Key Points
1. Validation loss during continual pre-training for models of different scales (10B and 405M) was observed, with a combination of LR re-warming, LR re-decaying, and 5% replay helping to strike a balance between forgetting and adaptation.
2. Models continually pre-trained with LR re-warming, LR re-decaying, and replay exceeded the average performance of baselines trained from random initialization on individual datasets.
3. The use of 5% replay minimally affected downstream performance compared to models using 0% replay, suggesting limited negative influence of model scale on forgetting-reduction from replay.
4. English-only models pre-trained continually using a combination of learning rate re-warming and 5% replay approached or surpassed the performance of models trained on the union of both datasets.
5. Learning rate re-warming was identified as causing unwanted forgetting, while infinite learning rate schedules were introduced as a promising way to circumvent this issue.
6. The performance of infinite learning rate schedules was effectively compared to a cosine decay schedule in single-dataset pre-training settings, showing similar final validation loss and the ability to smoothly transition between pre-training phases without re-warming.
7. In a continual learning setup, the infinite learning rate schedules outperformed repeated cosine decays, with the advantage of being able to start annealing at any time during the constant learning rate phase and negligible forgetting across dataset boundaries.

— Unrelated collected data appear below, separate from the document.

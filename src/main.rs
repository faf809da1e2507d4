#[global_allocator]
static ALLOC: jemallocator::Jemalloc = jemallocator::Jemalloc;

use fable_back::{app, config::AppConfig};
use tracing::Level;

#[tokio::main]
async fn main() {
    dotenv::dotenv().ok();

    tracing_subscriber::fmt()
        .with_max_level(Level::INFO)
        .with_target(false)
        .init();

    let config = match AppConfig::from_env() {
        Ok(cfg) => cfg,
        Err(e) => {
            tracing::error!("Failed to load configuration: {}", e);
            std::process::exit(1);
        }
    };

    let app = match app::build(&config).await {
        Ok(app) => app,
        Err(e) => {
            tracing::error!("Failed to build application: {}", e);
            std::process::exit(1);
        }
    };

    let addr = config.server_address();
    tracing::info!("Starting server on {}", addr);

    let listener = match tokio::net::TcpListener::bind(&addr).await {
        Ok(listener) => listener,
        Err(e) => {
            tracing::error!("Failed to bind to {}: {}", addr, e);
            std::process::exit(1);
        }
    };

    if let Err(e) = axum::serve(listener, app)
        .with_graceful_shutdown(shutdown_signal())
        .await
    {
        tracing::error!("Server error: {}", e);
        std::process::exit(1);
    }

    tracing::info!("Server stopped gracefully");
}

async fn shutdown_signal() {
    use tokio::signal;

    let ctrl_c = async {
        signal::ctrl_c()
            .await
            .expect("Failed to install Ctrl+C handler");
    };

    #[cfg(unix)]
    let terminate = async {
        signal::unix::signal(signal::unix::SignalKind::terminate())
            .expect("Failed to install SIGTERM handler")
            .recv()
            .await;
    };

    #[cfg(not(unix))]
    let terminate = std::future::pending::<()>();

    tokio::select! {
        _ = ctrl_c => {
            tracing::info!("Received Ctrl+C signal");
        },
        _ = terminate => {
            tracing::info!("Received SIGTERM signal");
        },
    }

    tracing::info!("Shutting down gracefully...");
}
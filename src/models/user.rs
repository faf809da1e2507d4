use chrono::{DateTime, Utc};
use serde::{Deserialize, Serialize};

#[derive(Debug, Clone, Copy, PartialEq, Eq, Serialize, Deserialize, sqlx::Type)]
#[sqlx(type_name = "user_role", rename_all = "lowercase")]
#[serde(rename_all = "lowercase")]
pub enum UserRole {
    User,
    Admin,
}

#[derive(Debug, Clone, Serialize, Deserialize, sqlx::FromRow)]
pub struct User {
    pub id: i32,
    pub first_name: String,
    pub last_name: String,
    pub email: String,
    pub password: Option<String>,
    pub role: UserRole,
    pub country: String,
    pub address1: String,
    pub address2: String,
    pub city: String,
    pub state: String,
    pub zipcode: String,
    pub created_at: DateTime<Utc>,
    pub updated_at: DateTime<Utc>,
}

// Request types

#[derive(Debug, Deserialize)]
pub struct RegisterRequest {
    pub first_name: String,
    pub last_name: String,
    pub email: String,
    pub password: String,
}

#[derive(Debug, Deserialize)]
pub struct LoginRequest {
    pub email: String,
    pub password: String,
}

/// Full-record profile update. The password is mandatory and re-hashed on
/// every save; the client gates on its length before submitting.
#[derive(Debug, Deserialize)]
pub struct UpdateProfileRequest {
    pub first_name: String,
    pub last_name: String,
    pub password: String,
    pub country: String,
    pub address1: String,
    pub address2: String,
    pub city: String,
    pub state: String,
    pub zipcode: String,
}

// Response types

#[derive(Debug, Serialize)]
pub struct AuthResponse {
    pub token: String,
}

/// User record as exposed to clients. Never carries the password hash.
#[derive(Debug, Serialize)]
pub struct ProfileResponse {
    pub id: i32,
    pub first_name: String,
    pub last_name: String,
    pub email: String,
    pub role: UserRole,
    pub country: String,
    pub address1: String,
    pub address2: String,
    pub city: String,
    pub state: String,
    pub zipcode: String,
}

impl From<User> for ProfileResponse {
    fn from(user: User) -> Self {
        Self {
            id: user.id,
            first_name: user.first_name,
            last_name: user.last_name,
            email: user.email,
            role: user.role,
            country: user.country,
            address1: user.address1,
            address2: user.address2,
            city: user.city,
            state: user.state,
            zipcode: user.zipcode,
        }
    }
}
use axum::{Json, extract::State};

use crate::{
    AppState,
    error::{AppError, Result},
    models::{AuthResponse, LoginRequest, RegisterRequest},
    queries::user_queries,
    utils::jwt,
};

pub async fn register_user(
    State(state): State<AppState>,
    Json(payload): Json<RegisterRequest>,
) -> Result<Json<AuthResponse>> {
    validate_registration(&payload)?;

    if user_queries::find_by_email(&state.db, &payload.email)
        .await?
        .is_some()
    {
        return Err(AppError::Conflict("Email already registered".to_string()));
    }

    let password_hash = bcrypt::hash(&payload.password, bcrypt::DEFAULT_COST)
        .map_err(|e| AppError::InternalError(format!("Password hashing failed: {}", e)))?;

    let user = user_queries::create_user(
        &state.db,
        payload.first_name.trim(),
        payload.last_name.trim(),
        &payload.email,
        &password_hash,
    )
    .await?;

    let token = jwt::generate_token(user.id, &user.email, user.role)?;

    Ok(Json(AuthResponse { token }))
}

pub async fn login_user(
    State(state): State<AppState>,
    Json(payload): Json<LoginRequest>,
) -> Result<Json<AuthResponse>> {
    let user = user_queries::find_by_email(&state.db, &payload.email)
        .await?
        .ok_or_else(|| AppError::Unauthorized("Invalid email or password".to_string()))?;

    let password_hash = user
        .password
        .as_ref()
        .ok_or_else(|| AppError::Unauthorized("Invalid email or password".to_string()))?;

    let is_valid = bcrypt::verify(&payload.password, password_hash)
        .map_err(|e| AppError::InternalError(format!("Password verification failed: {}", e)))?;

    if !is_valid {
        return Err(AppError::Unauthorized(
            "Invalid email or password".to_string(),
        ));
    }

    let token = jwt::generate_token(user.id, &user.email, user.role)?;

    Ok(Json(AuthResponse { token }))
}

fn validate_registration(payload: &RegisterRequest) -> Result<()> {
    if payload.email.is_empty() || !payload.email.contains('@') {
        return Err(AppError::BadRequest("Invalid email address".to_string()));
    }

    if payload.first_name.trim().is_empty() || payload.last_name.trim().is_empty() {
        return Err(AppError::BadRequest("Name cannot be empty".to_string()));
    }

    if payload.password.len() < 6 {
        return Err(AppError::BadRequest(
            "Password must be at least 6 characters".to_string(),
        ));
    }

    Ok(())
}

#[cfg(test)]
mod tests {
    use super::*;

    fn valid_request() -> RegisterRequest {
        RegisterRequest {
            first_name: "Ada".to_string(),
            last_name: "Reader".to_string(),
            email: "ada@example.com".to_string(),
            password: "storytime".to_string(),
        }
    }

    #[test]
    fn test_valid_registration() {
        assert!(validate_registration(&valid_request()).is_ok());
    }

    #[test]
    fn test_bad_email_rejected() {
        let mut req = valid_request();
        req.email = "not-an-email".to_string();
        assert!(validate_registration(&req).is_err());
    }

    #[test]
    fn test_short_password_rejected() {
        let mut req = valid_request();
        req.password = "abc".to_string();
        assert!(validate_registration(&req).is_err());
    }
}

8. The study addressed limitations, including the number of model scales studied, lack of deduplication between training and validation datasets, and the need for experiments involving distribution shifts and larger scales of models and datasets.
9. Continued pre-training was identified as an efficient and promising alternative to re-training when updating large language models on new data, with the potential to significantly reduce the compute and energy required to maintain foundation models.
Summary
The research paper explores the efficiency of continually pre-training large language models (LLMs) as opposed to re-training from scratch when new data becomes available. The paper demonstrates that a combination of learning rate (LR) re-warming, LR re-decaying, and replay of previous data can match the performance of re-training from scratch on all available data. The findings are demonstrated for a weak distribution shift between two commonly used LLM pre-training datasets (English→English) and a stronger distribution shift (English→German) at the 405M parameter model scale with large dataset sizes, as well as for a 10B parameter LLM.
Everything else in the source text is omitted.